Let’s face it – the reality, my reality and maybe your’s too. I might sound a bit dry today but actually the topic is very frustrating. There’s no better way to say it: I am on my late 30’s and at this age dating sucks. Most of my charms are almost vanished. My face is blighted with wrinkles and noticeable age spots. My slim waistlines, If I ever had one, have been replaced with a pack of Dunkin doughnuts. So regardless how much I want to consider myself still temporarily, or maybe permanently, untaken/single, my current value in local dating market is like the bankrupt company. The shares are hitting the bottom and – no one would buy it anymore.
But if I am lucky enough then once in blue moon I might find someone who is sincerely curious about me, who still wants to see me through and wants to know who really am I. And that’s only of I get really lucky, someone would ask me out for a coffee or meal, or to have a decent date. This is reality, my reality and maybe your’s too.
During this time of COVID-19, when the city is locked down, when I am staying home all day, and everyday, I was thinking what are those reasons why mature men are unable attract and hold the sincere interest of quality women:
So here is what I so far found out. firstly, it could be my unreasonable and unattainable expectations A critical, judgmental, closed mindset.
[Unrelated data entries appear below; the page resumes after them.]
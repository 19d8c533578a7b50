//! File-backed PersistentStore implementation.

use confab_core::error::{ChatError, Result};
use confab_core::store::PersistentStore;
use std::fs;
use std::path::{Path, PathBuf};

/// A key/value store keeping one JSON file per key.
///
/// Directory structure:
/// ```text
/// base_dir/
/// ├── chat_sessions.json
/// └── current_chat_session.json
/// ```
pub struct JsonFileStore {
    base_dir: PathBuf,
}

impl JsonFileStore {
    /// Creates a store rooted at the given directory, creating it if needed.
    ///
    /// # Errors
    ///
    /// Returns an error if the directory cannot be created.
    pub fn new(base_dir: impl AsRef<Path>) -> Result<Self> {
        let base_dir = base_dir.as_ref().to_path_buf();
        fs::create_dir_all(&base_dir).map_err(|e| {
            ChatError::persistence(format!(
                "Failed to create data directory at {:?}: {}",
                base_dir, e
            ))
        })?;
        Ok(Self { base_dir })
    }

    /// Creates a store at the default location (~/.confab).
    ///
    /// # Errors
    ///
    /// Returns an error if the home directory cannot be determined or the
    /// directory cannot be created.
    pub fn default_location() -> Result<Self> {
        let home_dir = dirs::home_dir()
            .ok_or_else(|| ChatError::persistence("Failed to get home directory"))?;
        Self::new(home_dir.join(".confab"))
    }

    /// Returns the file path for a given key.
    fn key_path(&self, key: &str) -> PathBuf {
        self.base_dir.join(format!("{key}.json"))
    }
}

impl PersistentStore for JsonFileStore {
    fn get(&self, key: &str) -> Result<Option<String>> {
        let path = self.key_path(key);
        match fs::read_to_string(&path) {
            Ok(value) => Ok(Some(value)),
            Err(e) if e.kind() == std::io::ErrorKind::NotFound => Ok(None),
            Err(e) => Err(ChatError::persistence(format!(
                "Failed to read {:?}: {}",
                path, e
            ))),
        }
    }

    fn set(&self, key: &str, value: &str) -> Result<()> {
        let path = self.key_path(key);
        fs::write(&path, value)
            .map_err(|e| ChatError::persistence(format!("Failed to write {:?}: {}", path, e)))
    }

    fn remove(&self, key: &str) -> Result<()> {
        let path = self.key_path(key);
        if path.exists() {
            fs::remove_file(&path)
                .map_err(|e| ChatError::persistence(format!("Failed to delete {:?}: {}", path, e)))?;
        }
        Ok(())
    }
}
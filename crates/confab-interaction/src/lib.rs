//! Remote model integration: the Gemini-backed RemoteAssistant and its
//! configuration loading.

pub mod config;
pub mod gemini;

pub use config::GeminiConfig;
pub use gemini::GeminiAssistant;
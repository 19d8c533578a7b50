//! Conversation message types.
//!
//! This module contains types for representing a single turn in a
//! conversation, plus the id generator that keeps message ids strictly
//! monotonic for display ordering.

use chrono::{DateTime, Utc};
use serde::{Deserialize, Serialize};

/// Represents the role of a message in a conversation.
#[derive(Debug, Clone, Copy, PartialEq, Eq, Serialize, Deserialize)]
#[serde(rename_all = "lowercase")]
pub enum MessageRole {
    /// Message from the user.
    User,
    /// Message from the AI assistant.
    Assistant,
}

/// A single message in a conversation.
///
/// Messages are immutable once created: the struct is cloned around but
/// never edited after construction.
#[derive(Debug, Clone, PartialEq, Eq, Serialize, Deserialize)]
pub struct Message {
    /// Opaque message id, unique and strictly increasing within a conversation.
    pub id: String,
    /// The role of the message sender.
    pub role: MessageRole,
    /// The content of the message.
    pub content: String,
    /// Timestamp when the message was created (serialized as ISO 8601).
    pub timestamp: DateTime<Utc>,
}

impl Message {
    /// Creates a user-authored message stamped with the current time.
    pub fn user(id: String, content: impl Into<String>) -> Self {
        Self::new(id, MessageRole::User, content)
    }

    /// Creates an assistant-authored message stamped with the current time.
    pub fn assistant(id: String, content: impl Into<String>) -> Self {
        Self::new(id, MessageRole::Assistant, content)
    }

    fn new(id: String, role: MessageRole, content: impl Into<String>) -> Self {
        Self {
            id,
            role,
            content: content.into(),
            timestamp: Utc::now(),
        }
    }
}

/// Generates message ids from unix milliseconds.
///
/// Two messages created within the same millisecond would collide on a raw
/// timestamp, so the generator bumps the candidate past the last issued id.
/// Ids are therefore strictly increasing as integers for the lifetime of
/// the generator.
#[derive(Debug, Default)]
pub struct MessageIdGenerator {
    last: i64,
}

impl MessageIdGenerator {
    pub fn new() -> Self {
        Self::default()
    }

    /// Returns the next id, strictly greater than every id issued before it.
    pub fn next_id(&mut self) -> String {
        let mut candidate = Utc::now().timestamp_millis();
        if candidate <= self.last {
            candidate = self.last + 1;
        }
        self.last = candidate;
        candidate.to_string()
    }
}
Regardless how I see myself in a mirror but a closed-minded person would automatically rejects a woman on superficial information for example: Zodiac sign, profession, location, civil status etc. So if somone is a Saggiturius or a Gemini, if she works and an executive assistant or have her own business, If she lives in a over crowded town, or if she is too social, I would discards her without any further consideration. I know how wrong I can be, but it is the reality, my reality.
I am also disappointed about being uncompromising about my “List”. the list of qualities and attributes I expect from my partner. Its because, so far I’ve lived my life enough. I suffered and endured relationship challenges and heart breaks numerous times. I’ve got rid of my self-serving, inconsiderate ex’s. I got rid of my overbearing, abusive partners. I have sacrified the needful for the sake of my children. and so when It’s “me-time” I unintentionally made up that list of must-haves and deal breakers that most or no woman can measure up to. And that’s really sad. Sad in a sense that even if I have the full understanding of the facts, I am still incapable of thowing away that list.
Since, awareness makes us overcome, so if you are in the same category as mine, then here is what I would suggest myself and you to overcome challenges to find the right partner next time. firstly: I have to get rid of my fantasy. Let’s have realistist expecations and let’s give her chance. I never know, I may discover that the perfect woman for me is actually wrapped in a different package than what I have always expected. I’m not saying I must lower my standards. But what I am saying is – let’s stop judging people based on all those superficial information. I don’t have to throw my list but maybe I can modify the must-haves and see how far things can go next time. The Enhanced community quarantine will continue until mid-may and once it’s over, and after that, if ever I am looking at a dating app again, I can possibly flash-back my today’s self realization to have a higher chance to find someone better. Because I still believe – forever does exist. “TGIF” and cheers!